20140724-112853-41333602.jpg

It is 10am and the Pump Barn is eerily quiet. No voices, no laughter. Just pools of sunlight falling across the stone flags and moats of dust dancing in the air. And silence. The doors are open but there are no children streaming in ready to start a visit to the Seven Sisters Country Park.

School is out for the summer.

Perfect. A chance to put feet up on the desk, sit back with a coffee and enjoy the weather. But no! There are stirrings of activity, the barn is being given a spring clean after weeks of school visits. Out goes the serious stuff; the educational displays are on their way to the storeroom until the autumn and we are decorating the barn with bright colours, because we are getting ready for lots of summer fun down here.

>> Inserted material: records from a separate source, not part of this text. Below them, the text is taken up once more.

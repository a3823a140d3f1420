use std::time::Duration;

use crate::codes;

/// Stable failure taxonomy shared by every layer of the bridge.
///
/// The discriminants are part of the C ABI (`pipe_last_error_kind`) and must
/// not be renumbered.
#[repr(i32)]
#[derive(Debug, Clone, Copy, PartialEq, Eq, Hash)]
pub enum ErrorKind {
    Ok = 0,
    /// The named channel does not exist.
    NotFound = 1,
    /// The channel existed but did not become ready before the deadline.
    Timeout = 2,
    AccessDenied = 3,
    /// Byte-mode setup failed after a successful open.
    ConfigFailure = 4,
    /// Null, zero or negative inputs.
    InvalidArgument = 5,
    /// Wide text could not be converted to UTF-8.
    EncodingFailure = 6,
    /// The remote end closed the channel mid-operation.
    BrokenPipe = 7,
    NoRemoteProcess = 8,
    /// A line was longer than the caller's buffer. Not a hard error.
    BufferTruncated = 9,
    /// Any other OS-level failure.
    Io = 10,
    Internal = 99,
}

impl ErrorKind {
    pub fn as_str(self) -> &'static str {
        match self {
            ErrorKind::Ok => "ok",
            ErrorKind::NotFound => "not-found",
            ErrorKind::Timeout => "timeout",
            ErrorKind::AccessDenied => "access-denied",
            ErrorKind::ConfigFailure => "config-failure",
            ErrorKind::InvalidArgument => "invalid-argument",
            ErrorKind::EncodingFailure => "encoding-failure",
            ErrorKind::BrokenPipe => "broken-pipe",
            ErrorKind::NoRemoteProcess => "no-remote-process",
            ErrorKind::BufferTruncated => "buffer-truncated",
            ErrorKind::Io => "io",
            ErrorKind::Internal => "internal",
        }
    }
}

impl std::fmt::Display for ErrorKind {
    fn fmt(&self, f: &mut std::fmt::Formatter<'_>) -> std::fmt::Result {
        f.write_str(self.as_str())
    }
}

/// Errors that can occur in pipe transport operations.
#[derive(Debug, thiserror::Error)]
pub enum TransportError {
    /// The pipe name was never seen before the deadline.
    #[error("pipe {name} not found (os error {code})")]
    NotFound { name: String, code: u32 },

    /// The pipe existed but never became ready before the deadline.
    #[error("timed out after {timeout:?} waiting for pipe {name}")]
    Timeout {
        name: String,
        timeout: Duration,
        code: u32,
    },

    /// Every pipe instance is taken or the listener is not accepting yet.
    #[error("pipe {name} is busy (os error {code})")]
    Busy { name: String, code: u32 },

    #[error("access denied opening pipe {name} (os error {code})")]
    AccessDenied { name: String, code: u32 },

    /// The channel opened but could not be switched to byte mode.
    #[error("failed to configure byte mode on pipe {name} (os error {code})")]
    ConfigFailure { name: String, code: u32 },

    #[error("invalid argument: {0}")]
    InvalidArgument(String),

    /// The remote end closed the channel.
    #[error("pipe broken (os error {code})")]
    BrokenPipe { code: u32 },

    #[error("no process on the other end of the pipe (os error {code})")]
    NoRemoteProcess { code: u32 },

    /// Any other I/O error on the channel.
    #[error("pipe I/O error: {0}")]
    Io(std::io::Error),
}

impl TransportError {
    /// Classify an OS-level I/O error into the stable taxonomy.
    pub fn from_io(err: std::io::Error) -> Self {
        match err.raw_os_error().map(|code| code as u32) {
            Some(code) => match codes::classify(code) {
                ErrorKind::BrokenPipe => TransportError::BrokenPipe { code },
                ErrorKind::NoRemoteProcess => TransportError::NoRemoteProcess { code },
                _ => TransportError::Io(err),
            },
            None => TransportError::Io(err),
        }
    }

    /// The remote closed its end (end of stream).
    pub fn closed_by_remote() -> Self {
        TransportError::BrokenPipe {
            code: codes::BROKEN_PIPE,
        }
    }

    pub fn kind(&self) -> ErrorKind {
        match self {
            TransportError::NotFound { .. } => ErrorKind::NotFound,
            TransportError::Timeout { .. } | TransportError::Busy { .. } => ErrorKind::Timeout,
            TransportError::AccessDenied { .. } => ErrorKind::AccessDenied,
            TransportError::ConfigFailure { .. } => ErrorKind::ConfigFailure,
            TransportError::InvalidArgument(_) => ErrorKind::InvalidArgument,
            TransportError::BrokenPipe { .. } => ErrorKind::BrokenPipe,
            TransportError::NoRemoteProcess { .. } => ErrorKind::NoRemoteProcess,
            TransportError::Io(_) => ErrorKind::Io,
        }
    }

    /// The platform error code behind this failure (`GetLastError` / `errno`).
    pub fn os_code(&self) -> u32 {
        match self {
            TransportError::NotFound { code, .. }
            | TransportError::Timeout { code, .. }
            | TransportError::Busy { code, .. }
            | TransportError::AccessDenied { code, .. }
            | TransportError::ConfigFailure { code, .. }
            | TransportError::BrokenPipe { code }
            | TransportError::NoRemoteProcess { code } => *code,
            TransportError::InvalidArgument(_) => codes::INVALID_ARGUMENT,
            TransportError::Io(err) => err
                .raw_os_error()
                .map(|code| code as u32)
                .unwrap_or(codes::IO_FAILURE),
        }
    }

    /// Whether the connector should keep waiting for the listener.
    pub(crate) fn is_not_ready(&self) -> bool {
        matches!(
            self,
            TransportError::Busy { .. } | TransportError::NotFound { .. }
        )
    }
}

pub type Result<T> = std::result::Result<T, TransportError>;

It all starts next week with family events and holiday clubs. If you want to prise your children away from their game consoles and computers and the inevitable day time television then this is the place to come. We are running holiday clubs twice a week for those who enjoy being out in the woods and down on the beach. For those who love the idea of fire lighting, shelter building, camouflage, tracking and trailing, pond dipping, rock pooling and hot chocolate round a camp fire the Seven Sisters (and Friston Forest) is waiting for you.

We are celebrating summer with a drop in arts and crafts session in the barn for the whole family with things to make, lots of paint, glue, glitter, scissors, and clay and if the weather is good there is a Dragonfly Trail down to the pond and the chance to dip the cool green waters to see what lives in its murky depths.

Have you ever been rock pooling and not been sure what you have found? Then join us for a walk down to the spectacular coastline here and search amongst the seaweed for sea anemones, clinging limpets, tiny topshells, and feisty crabs and find out more about the amazing world that exists on the shore as the tide goes out.

So let’s get on with cleaning the barn and putting up the summer bunting!